When Candice Morgan joined Pinterest in 2016 as the company's first-ever head of diversity and inclusion, her goals initially centered on improving diversity within the company[1]. The San Francisco company had set lofty goals for bringing more women and minorities into its engineering team, and Morgan had spearheaded new apprenticeship programs to bring in young people from diverse backgrounds.
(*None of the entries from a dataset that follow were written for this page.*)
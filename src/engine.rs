//! Step-by-step driver for workflow graphs with pause and resume.

use crate::codes;
use crate::config::WorkflowConfig;
use crate::executor::{ExecuteOptions, SkillExecutor};
use crate::state::StateStore;
use chrono::Utc;
use serde_json::json;
use skillflow_core::value::merge_into;
use skillflow_core::{
    ExecutionStatus, OutputCode, SkillContext, SkillInput, SkillOutput, StepRecord, ValueMap,
    WorkflowDefinition, WorkflowError, WorkflowExecution, WorkflowStep,
};
use std::collections::HashMap;
use std::fmt;
use std::sync::Arc;
use tokio::sync::RwLock;
use tracing::{debug, info, warn};
use uuid::Uuid;

/// Drives [`WorkflowDefinition`]s through the [`SkillExecutor`].
///
/// An execution moves `running → paused | success | failed`. A paused
/// execution goes back to `running` through [`resume`](Self::resume) or
/// [`continue_with`](Self::continue_with). Steps run strictly one after
/// another; distinct executions are independent.
///
/// The execution record is saved after every step when `auto_save` is on,
/// and always when the run pauses or ends. Store failures are logged and
/// otherwise ignored.
///
/// # Examples
///
/// ```
/// use skillflow::{InMemoryStateStore, SkillExecutor, SkillRegistry, WorkflowExecutor};
/// use skillflow_core::{
///     OutputCode, Skill, SkillError, SkillInput, SkillMeta, SkillOutput, WorkflowDefinition,
///     WorkflowStep,
/// };
/// use async_trait::async_trait;
/// use std::sync::Arc;
///
/// struct Greet(SkillMeta);
///
/// #[async_trait]
/// impl Skill for Greet {
///     fn meta(&self) -> &SkillMeta { &self.0 }
///     async fn execute(&self, _input: &SkillInput) -> Result<SkillOutput, SkillError> {
///         Ok(SkillOutput::success("hello").with_data("greeting", "hello".into()))
///     }
/// }
///
/// # #[tokio::main]
/// # async fn main() {
/// let mut registry = SkillRegistry::new();
/// registry.register(Greet(SkillMeta::new("greet", "demo"))).unwrap();
///
/// let engine = WorkflowExecutor::new(
///     Arc::new(SkillExecutor::new(Arc::new(registry))),
///     Arc::new(InMemoryStateStore::new()),
/// );
/// let workflow = WorkflowDefinition::new("hello", "greet").step(WorkflowStep::for_skill("greet"));
///
/// let out = engine.execute(&workflow, SkillInput::new("t-1", "say hello")).await;
/// assert_eq!(out.code, OutputCode::Success);
/// assert_eq!(out.data["context"]["writable"]["greeting"], "hello");
/// # }
/// ```
pub struct WorkflowExecutor {
    executor: Arc<SkillExecutor>,
    store: Arc<dyn StateStore>,
    config: WorkflowConfig,
    workflows: RwLock<HashMap<String, Arc<WorkflowDefinition>>>,
}

impl fmt::Debug for WorkflowExecutor {
    fn fmt(&self, f: &mut fmt::Formatter<'_>) -> fmt::Result {
        f.debug_struct("WorkflowExecutor")
            .field("executor", &self.executor)
            .field("config", &self.config)
            .finish_non_exhaustive()
    }
}

impl WorkflowExecutor {
    pub fn new(executor: Arc<SkillExecutor>, store: Arc<dyn StateStore>) -> Self {
        Self::with_config(executor, store, WorkflowConfig::default())
    }

    pub fn with_config(
        executor: Arc<SkillExecutor>,
        store: Arc<dyn StateStore>,
        config: WorkflowConfig,
    ) -> Self {
        Self {
            executor,
            store,
            config,
            workflows: RwLock::new(HashMap::new()),
        }
    }

    pub fn executor(&self) -> &Arc<SkillExecutor> {
        &self.executor
    }

    pub fn store(&self) -> &Arc<dyn StateStore> {
        &self.store
    }

    pub fn config(&self) -> &WorkflowConfig {
        &self.config
    }

    /// Validates `workflow` and makes it available to [`resume`](Self::resume).
    ///
    /// A definition with the same name replaces the previous one.
    pub async fn register_workflow(&self, workflow: WorkflowDefinition) -> Result<(), WorkflowError> {
        self.check(&workflow)?;
        self.catalogue(&workflow).await;
        Ok(())
    }

    async fn catalogue(&self, workflow: &WorkflowDefinition) {
        self.workflows
            .write()
            .await
            .insert(workflow.name.clone(), Arc::new(workflow.clone()));
    }

    fn check(&self, workflow: &WorkflowDefinition) -> Result<(), WorkflowError> {
        workflow.validate()?;
        if self.config.validate_skills {
            let registry = self.executor.registry();
            if let Some(missing) = workflow
                .skill_names()
                .into_iter()
                .find(|name| !registry.contains(name))
            {
                return Err(WorkflowError::Configuration(format!(
                    "Skill '{}' is not registered",
                    missing
                )));
            }
        }
        Ok(())
    }

    /// Loads a stored execution record.
    pub async fn get_execution(&self, trace_id: &str) -> Option<WorkflowExecution> {
        match self.store.load(trace_id).await {
            Ok(found) => found,
            Err(e) => {
                warn!(trace_id, error = %e, "Failed to load execution");
                None
            }
        }
    }

    /// Starts a new execution of `workflow`.
    ///
    /// An invalid graph is rejected before any step runs and nothing is
    /// persisted. A blank `input.trace_id` is replaced with a fresh id.
    pub async fn execute(&self, workflow: &WorkflowDefinition, input: SkillInput) -> SkillOutput {
        if let Err(e) = self.check(workflow) {
            warn!(workflow = %workflow.name, error = %e, "Rejected workflow");
            return SkillOutput::fatal_with_code(
                codes::INVALID_WORKFLOW,
                format!("Invalid workflow '{}': {}", workflow.name, e),
            );
        }
        self.catalogue(workflow).await;

        let trace_id = if input.trace_id.trim().is_empty() {
            Uuid::new_v4().to_string()
        } else {
            input.trace_id.clone()
        };
        info!(workflow = %workflow.name, trace_id = %trace_id, "Starting workflow");

        let mut execution = WorkflowExecution::start(workflow, trace_id, input);
        self.drive(workflow, &mut execution).await
    }

    /// Continues a paused execution without new input.
    pub async fn resume(&self, trace_id: &str) -> SkillOutput {
        self.continue_with(trace_id, ValueMap::new()).await
    }

    /// Merges `user_input` into the writable context of a paused execution
    /// and continues it from its current step.
    ///
    /// An execution that is not paused is answered with `400` and left
    /// untouched.
    pub async fn continue_with(&self, trace_id: &str, user_input: ValueMap) -> SkillOutput {
        let mut execution = match self.store.load(trace_id).await {
            Ok(Some(execution)) => execution,
            Ok(None) => {
                return SkillOutput::fatal_with_code(
                    codes::EXECUTION_NOT_FOUND,
                    format!("Execution not found: {}", trace_id),
                )
            }
            Err(e) => {
                warn!(trace_id, error = %e, "Failed to load execution");
                return SkillOutput::fatal_with_code(
                    codes::STATE_UNAVAILABLE,
                    format!("Failed to load execution '{}': {}", trace_id, e),
                );
            }
        };

        if execution.status != ExecutionStatus::Paused {
            return SkillOutput::retryable(format!(
                "Execution '{}' is {} and cannot be resumed",
                trace_id, execution.status
            ))
            .with_data("status", json!(execution.status));
        }

        let workflow = self
            .workflows
            .read()
            .await
            .get(&execution.workflow_name)
            .cloned();
        let Some(workflow) = workflow else {
            return SkillOutput::fatal_with_code(
                codes::WORKFLOW_NOT_FOUND,
                format!("Workflow not found: {}", execution.workflow_name),
            );
        };

        info!(
            workflow = %workflow.name,
            trace_id,
            step = ?execution.current_step.as_ref().map(|s| s.as_str()),
            "Resuming workflow"
        );
        merge_into(&mut execution.context.writable, &user_input);
        execution.status = ExecutionStatus::Running;
        execution.touch();
        self.drive(&workflow, &mut execution).await
    }

    async fn drive(&self, workflow: &WorkflowDefinition, execution: &mut WorkflowExecution) -> SkillOutput {
        let mut steps_run = 0u32;

        while let Some(step_name) = execution.current_step.clone() {
            if steps_run >= self.config.max_steps {
                let message = format!(
                    "Workflow '{}' exceeded {} steps",
                    workflow.name, self.config.max_steps
                );
                return self
                    .fail(execution, SkillOutput::fatal_with_code(codes::MAX_STEPS_EXCEEDED, message))
                    .await;
            }

            let Some(step) = workflow.find_step(step_name.as_str()) else {
                let message = format!("Step '{}' not found in workflow '{}'", step_name, workflow.name);
                return self
                    .fail(execution, SkillOutput::fatal_with_code(codes::STEP_NOT_FOUND, message))
                    .await;
            };

            let failures = execution.failures(step.name.as_str());
            if failures > step.retry {
                let message = format!(
                    "Step '{}' exhausted its retry budget after {} failure(s)",
                    step.name, failures
                );
                return self
                    .fail(
                        execution,
                        SkillOutput::fatal_with_code(codes::RETRY_EXHAUSTED, message)
                            .with_data("step", json!(step.name)),
                    )
                    .await;
            }

            let visit = execution.record_visit(&step.name);
            let input = execution.prepare_step_input(step);
            debug!(step = %step.name, skill = %step.skill, visit, "Running step");

            let started_at = Utc::now();
            let output = self
                .executor
                .execute_with(&step.skill, input, ExecuteOptions::new().max_retries(step.retry))
                .await;
            steps_run += 1;

            execution.executed_steps.push(StepRecord {
                step: step.name.clone(),
                skill: step.skill.clone(),
                code: output.code,
                message: output.message.clone(),
                visit,
                started_at,
                finished_at: Utc::now(),
            });

            match output.code {
                OutputCode::Success => {
                    info!("Step '{}' completed successfully", step.name);
                    execution.context.absorb(&output.data);
                    self.publish_results(step, &output.data, &mut execution.context);
                    execution.current_step = step.on_success.clone();
                }
                OutputCode::NeedsInput => {
                    info!("Step '{}' needs input, pausing", step.name);
                    execution.context.absorb(&output.data);
                    execution.current_step = step.on_success.clone();
                    execution.status = ExecutionStatus::Paused;
                    execution.touch();
                    self.persist(execution).await;
                    return self.finish(execution, output);
                }
                OutputCode::RetryableFailure | OutputCode::FatalFailure => {
                    execution.record_failure(&step.name);
                    execution.last_error = Some(output.message.clone());
                    match &step.on_fail {
                        Some(target) => {
                            warn!(
                                "Step '{}' failed ({}), continuing with '{}'",
                                step.name, output.code, target
                            );
                            execution.current_step = Some(target.clone());
                        }
                        None if output.code == OutputCode::RetryableFailure => {
                            let message =
                                format!("Step '{}' failed: {}", step.name, output.message);
                            let fatal = SkillOutput::fatal_with_code(codes::STEP_FAILED, message)
                                .with_data("step", json!(step.name));
                            return self.fail(execution, fatal).await;
                        }
                        None => return self.fail(execution, output).await,
                    }
                }
            }

            execution.touch();
            if self.config.auto_save {
                self.persist(execution).await;
            }
        }

        execution.status = ExecutionStatus::Success;
        execution.touch();
        self.persist(execution).await;
        info!(workflow = %workflow.name, trace_id = %execution.trace_id, "Workflow completed");

        self.finish(
            execution,
            SkillOutput::success(format!("Workflow '{}' completed", workflow.name)),
        )
    }

    async fn fail(&self, execution: &mut WorkflowExecution, output: SkillOutput) -> SkillOutput {
        warn!(
            workflow = %execution.workflow_name,
            trace_id = %execution.trace_id,
            "Workflow failed: {}",
            output.message
        );
        execution.status = ExecutionStatus::Failed;
        execution.last_error = Some(output.message.clone());
        execution.touch();
        self.persist(execution).await;
        self.finish(execution, output)
    }

    /// Adds the execution summary to `output`, keeping its own keys.
    fn finish(&self, execution: &WorkflowExecution, output: SkillOutput) -> SkillOutput {
        let mut data = execution.summary();
        merge_into(&mut data, &output.data);
        SkillOutput { data, ..output }
    }

    /// Copies well-known result keys of a successful step into `read_only`.
    fn publish_results(&self, step: &WorkflowStep, data: &ValueMap, context: &mut SkillContext) {
        for (key, value) in data {
            let listed = self.config.read_only_keys.contains(key) || step.publish.contains(key);
            if listed && context.read_only.publish(key.clone(), value.clone()) {
                debug!(key = %key, step = %step.name, "Published read-only result");
            }
        }
    }

    async fn persist(&self, execution: &WorkflowExecution) {
        if let Err(e) = self.store.save(execution).await {
            warn!(trace_id = %execution.trace_id, error = %e, "Failed to persist execution");
        }
    }
}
But on Pinterest's platform, Morgan saw other diversity problems. On her "home feed," Pinterest's recommendation engine showed her images similar to the ones she'd saved on her boards—hair tutorials for black hair, editorial images showing black women. But when she used Pinterest's search bar to look for "hair ideas," she found images of beachy waves and elegant up-dos, mostly featuring white women. "My hair type is what’s called '4C hair,' given the level of coiliness," says Morgan. "I learned that I needed to add that to my searches in order to find things. It shouldn’t be that way."

Across the internet, search engines suffer the same problems with who gets represented. One study[2], from researchers at Brazil's Universidade Federal de Minas Gerais, found that 80 percent of top search results for “beautiful woman” on Google and Bing showed white women. Safiya Umoja Noble, an informatics researcher at UCLA and the author of Algorithms of Oppression: How Search Engines Reinforce Racism, began writing her book after observing that Google searches for "black girls" mostly surfaced pornography.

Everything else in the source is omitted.